D: On a beaucoup d’idées, nous avons discuté avec plusieurs labels
mais rien n’est fait, je pense que d’ici la fin de l’année cela sera
résolu.
Et pourquoi
pas Rough Trade ?
D: Sans commentaire ! On est satisfait des labels que l’on
a contacté aussi bien aux Etats Unis qu’en Europe, nos artistes préférés
sont sur ces labels.
Mis
à part New York et la France, avez vous joué autre part ? En Angleterre ?
D: Interpol a fait un quelques dates en avril 2001 en Angleterre,
Glasgow, Manchester et Londres. C’était très rapide, on a aussi enregistré
une Peel Session et une autre pour X Fm, John Peel nous a soutenu, ce
qui était plutôt bien. On espère revenir jouer en Europe une fois que
l’album sera sorti, peut être autour du printemps 2002.
On
a tendance à vous comparer à Joy Division, qu’en pensez vous ?
Et plus globalement, vous avez des groupes qui vous ont marqués ?
S: Pour ce qui est des influences musicales,
cela dépend de chacun des membres du groupes, c’est très étendu et inattendu.
De My Bloody Valentine aux Beatles, en passant par Led Zeppelin.
D: Vous pourrez couper ça, si vous voulez, tu peux citer n’importe
quelle chanson de Led Zeppelin et Sam te joue la batterie à la perfection,
comme John Bonham. C’est carrément impressionnant. Si Sam n’était pas
dans Interpol, je lui dirais de partir en tournée dans un groupe de
reprises de Led Zeppelin. Pour ce qui est de la comparaison à Joy Division,
on ne peut être que flattés, mais ce n’est pas une influence directe
du groupe. J’aurais du mal à te citer mes influences, je ne sais jamais
quoi répondre à cette question…
S: Dan est un fan invétéré de Fugazi !
D: D’accord, j’écoutais beaucoup quand j’étais plus jeune…plus
trop maintenant. Je pense que les disques qui influencent le plus sont
ceux que l’on écoute quand on est jeune. Fugazi a été essentiel pour
moi, ce que j’aimais, en plus de leur musique, c’était leur démarche,
cette façon de trouver de nouvelles voies pour faire les choses. Je
ne pensais pas être capable d’écrire des chansons et un groupe comme
Fugazi m’a peut être aidé à penser que je pouvais trouver une sensibilité
pour composer.
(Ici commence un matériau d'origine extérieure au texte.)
//! Hayes-compatible modem dialer
//!
//! Runs over a port whose line is already open (device farm or local
//! serial). Connect sequence:
//! 1. `AT\r`, expect `OK` within 3 s; on silence send `+++`, `ATZ\r` and
//!    retry, three attempts in total
//! 2. `ATDT<number>\r`, expect `CONNECT` within 60 s; `NO CARRIER`, `BUSY`,
//!    `NO DIALTONE` and `NO ANSWER` fail early
//!
//! Disconnect escapes to command mode and resets: `+++`, pause, `ATZ\r`, pause.

use super::Dialer;
use crate::constants::{
    MODEM_CONNECT_WAIT_SECS, MODEM_HANGUP_PAUSE_SECS, MODEM_MAX_ATTEMPTS, MODEM_OK_WAIT_SECS,
};
use crate::error::{PollError, Result};
use crate::port::IoPort;
use crate::reader::{PatternMatcher, StreamReader};
use crate::station::StationTarget;
use async_trait::async_trait;
use std::time::Duration;
use tracing::{debug, info, warn};

/// Dial result strings, `CONNECT` first
const DIAL_RESULTS: [&str; 5] = ["CONNECT", "NO CARRIER", "BUSY", "NO DIALTONE", "NO ANSWER"];

pub struct ModemDialer {
    ok_wait: Duration,
    connect_wait: Duration,
    pause: Duration,
    max_attempts: u32,
}

impl Default for ModemDialer {
    fn default() -> Self {
        Self::new()
    }
}

impl ModemDialer {
    pub fn new() -> Self {
        Self {
            ok_wait: Duration::from_secs(MODEM_OK_WAIT_SECS),
            connect_wait: Duration::from_secs(MODEM_CONNECT_WAIT_SECS),
            pause: Duration::from_secs(MODEM_HANGUP_PAUSE_SECS),
            max_attempts: MODEM_MAX_ATTEMPTS,
        }
    }

    async fn send(&self, port: &mut IoPort, data: &str, number: &str) -> Result<()> {
        port.write_all(data.as_bytes())
            .await
            .map_err(|e| PollError::Dial {
                target: number.to_string(),
                reason: format!("write of {:?} failed", data.trim_end()),
                source: Some(e),
            })
    }

    /// Get the modem's attention; true once it answered `OK`
    async fn wake(&self, port: &mut IoPort, reader: &StreamReader, number: &str) -> Result<bool> {
        let mut ok = [PatternMatcher::new("OK")];
        for attempt in 1..=self.max_attempts {
            self.send(port, "AT\r", number).await?;
            if reader.wait(self.ok_wait, &mut ok).await {
                return Ok(true);
            }
            if reader.end().is_some() {
                return Ok(false);
            }
            debug!(
                port = port.port_name(),
                "no OK from modem (attempt {}/{})", attempt, self.max_attempts
            );
            if attempt < self.max_attempts {
                self.send(port, "+++", number).await?;
                tokio::time::sleep(self.pause).await;
                self.send(port, "ATZ\r", number).await?;
                // Let the reset response arrive and discard it
                tokio::time::sleep(self.pause).await;
                reader.flush();
            }
        }
        Ok(false)
    }

    async fn dial(&self, port: &mut IoPort, reader: &StreamReader, number: &str) -> Result<()> {
        if !self.wake(port, reader, number).await? {
            return Err(PollError::dial(
                number,
                format!("modem did not answer AT after {} attempts", self.max_attempts),
            ));
        }

        self.send(port, &format!("ATDT{}\r", number), number).await?;
        let mut results: Vec<PatternMatcher> =
            DIAL_RESULTS.iter().map(|r| PatternMatcher::new(*r)).collect();

        match reader.wait_for(self.connect_wait, &mut results).await {
            Some(0) => Ok(()),
            Some(i) => Err(PollError::dial(number, DIAL_RESULTS[i])),
            None => Err(PollError::dial(
                number,
                format!("no CONNECT within {}s", self.connect_wait.as_secs()),
            )),
        }
    }
}

#[async_trait]
impl Dialer for ModemDialer {
    fn name(&self) -> &'static str {
        "modem"
    }

    async fn connect(&self, port: &mut IoPort, target: &StationTarget) -> Result<()> {
        let number = target.medium_id.trim();
        let input = port
            .take_input()
            .ok_or_else(|| PollError::dial(number, "line not open"))?;
        let reader = StreamReader::spawn(input, port.port_name(), port.session_log().cloned());

        let result = self.dial(port, &reader, number).await;

        if let Some(input) = reader.join().await {
            port.restore_input(input);
        }
        if result.is_ok() {
            info!(station = %target.name, port = port.port_name(), "modem connected to {}", number);
        }
        result
    }

    async fn disconnect(&self, port: &mut IoPort) {
        if !port.is_connected() {
            return;
        }
        debug!(port = port.port_name(), "hanging up modem");
        if port.write_all(b"+++").await.is_err() {
            warn!(port = port.port_name(), "modem line gone before hangup");
            return;
        }
        tokio::time::sleep(self.pause).await;
        let _ = port.write_all(b"ATZ\r").await;
        tokio::time::sleep(self.pause).await;
    }
}

#[cfg(test)]
mod tests {
    use super::*;
    use crate::station::MediumType;
    use tokio::io::{AsyncReadExt, AsyncWriteExt, DuplexStream};

    fn station() -> StationTarget {
        StationTarget::new("BIGRIVER", MediumType::PolledModem, "5551234", "h555")
    }

    /// Read from the device side until `needle` has been seen
    async fn expect(device: &mut DuplexStream, seen: &mut Vec<u8>, needle: &str) {
        let mut buf = [0u8; 256];
        while !String::from_utf8_lossy(seen).contains(needle) {
            let n = device.read(&mut buf).await.unwrap();
            assert!(n > 0, "line closed before {:?}", needle);
            seen.extend_from_slice(&buf[..n]);
        }
        seen.clear();
    }

    #[tokio::test(start_paused = true)]
    async fn test_silent_modem_gets_three_at_attempts() {
        let (mut device, host) = tokio::io::duplex(4096);
        let mut port = IoPort::from_stream(1, "farm:1", host);

        let err = ModemDialer::new()
            .connect(&mut port, &station())
            .await
            .unwrap_err();
        assert!(matches!(err, PollError::Dial { .. }));
        drop(port);

        let mut sent = Vec::new();
        device.read_to_end(&mut sent).await.unwrap();
        let text = String::from_utf8_lossy(&sent);
        assert_eq!(text.matches("AT\r").count(), 3);
        assert!(!text.contains("ATDT"));
    }

    #[tokio::test(start_paused = true)]
    async fn test_dial_connects() {
        let (mut device, host) = tokio::io::duplex(4096);
        let modem = tokio::spawn(async move {
            let mut seen = Vec::new();
            expect(&mut device, &mut seen, "AT\r").await;
            device.write_all(b"AT\r\r\nOK\r\n").await.unwrap();
            expect(&mut device, &mut seen, "ATDT5551234\r").await;
            device.write_all(b"\r\nCONNECT 9600\r\n").await.unwrap();
            device
        });

        let mut port = IoPort::from_stream(1, "farm:1", host);
        ModemDialer::new()
            .connect(&mut port, &station())
            .await
            .unwrap();

        // The line is handed back to the port for the protocol
        assert!(port.take_input().is_some());
        modem.await.unwrap();
    }

    #[tokio::test(start_paused = true)]
    async fn test_busy_is_early_dial_failure() {
        let (mut device, host) = tokio::io::duplex(4096);
        tokio::spawn(async move {
            let mut seen = Vec::new();
            expect(&mut device, &mut seen, "AT\r").await;
            device.write_all(b"OK\r\n").await.unwrap();
            expect(&mut device, &mut seen, "ATDT").await;
            device.write_all(b"BUSY\r\n").await.unwrap();
            // Keep the line up past the dial
            tokio::time::sleep(Duration::from_secs(600)).await;
        });

        let mut port = IoPort::from_stream(1, "farm:1", host);
        let started = tokio::time::Instant::now();
        let err = ModemDialer::new()
            .connect(&mut port, &station())
            .await
            .unwrap_err();
        assert!(err.to_string().contains("BUSY"));
        assert!(started.elapsed() < Duration::from_secs(MODEM_CONNECT_WAIT_SECS));
    }

    #[tokio::test(start_paused = true)]
    async fn test_hangup_sequence() {
        let (mut device, host) = tokio::io::duplex(4096);
        let mut port = IoPort::from_stream(1, "farm:1", host);
        ModemDialer::new().disconnect(&mut port).await;
        drop(port);

        let mut sent = Vec::new();
        device.read_to_end(&mut sent).await.unwrap();
        assert_eq!(sent, b"+++ATZ\r");
    }
}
Dans ce sens, Fugazi est une influence.
Il y
a un instrumental sur le votre premier ep, êtes vous spécialement intéressés
par les instrumentaux ?
S: Non, c’est arrivé par hasard, c’est venu naturellement, on ne
s’est pas dit « Et tiens, si on écrivait un instrumental ».
D: Interpol ne compose pas de façon très classique, on ne décide
pas de faire une chanson qui sonne comme tel ou tel groupe. On essaie
des trucs, et si cela nous plaît on continue. Nous avons tous des personnalités
et des intérêts très différents, cela rend les choses d’autant plus
stimulantes et variées, on préfère expérimenter plutôt que s’enfermer
dans une routine couplet-refrain. Peut être que demain on sonnera complètement
différemment, qui sait ?
S: Préparez vous à notre prochain album country !
L’arrivée
en fanfare de The Strokes a attiré l’attention des médias sur les groupes
américains, les White Stripes, la scène de Detroit et d’autres groupes
de New York font beaucoup parler d’eux. Que pensez vos de ces groupes,
et de cet engouement soudain ?
D: C’est une très bonne chose. Ces
groupes The Strokes et White Stripes font de la bonne musique, des bons
concerts, c’est sûr que rien ni personne ne pouvait prévoir qu’ils allaient
devenir si connus aussi rapidement. Non seulement cela va ouvrir les
esprits musicalement, mais c’est très encourageant pour les jeunes groupes.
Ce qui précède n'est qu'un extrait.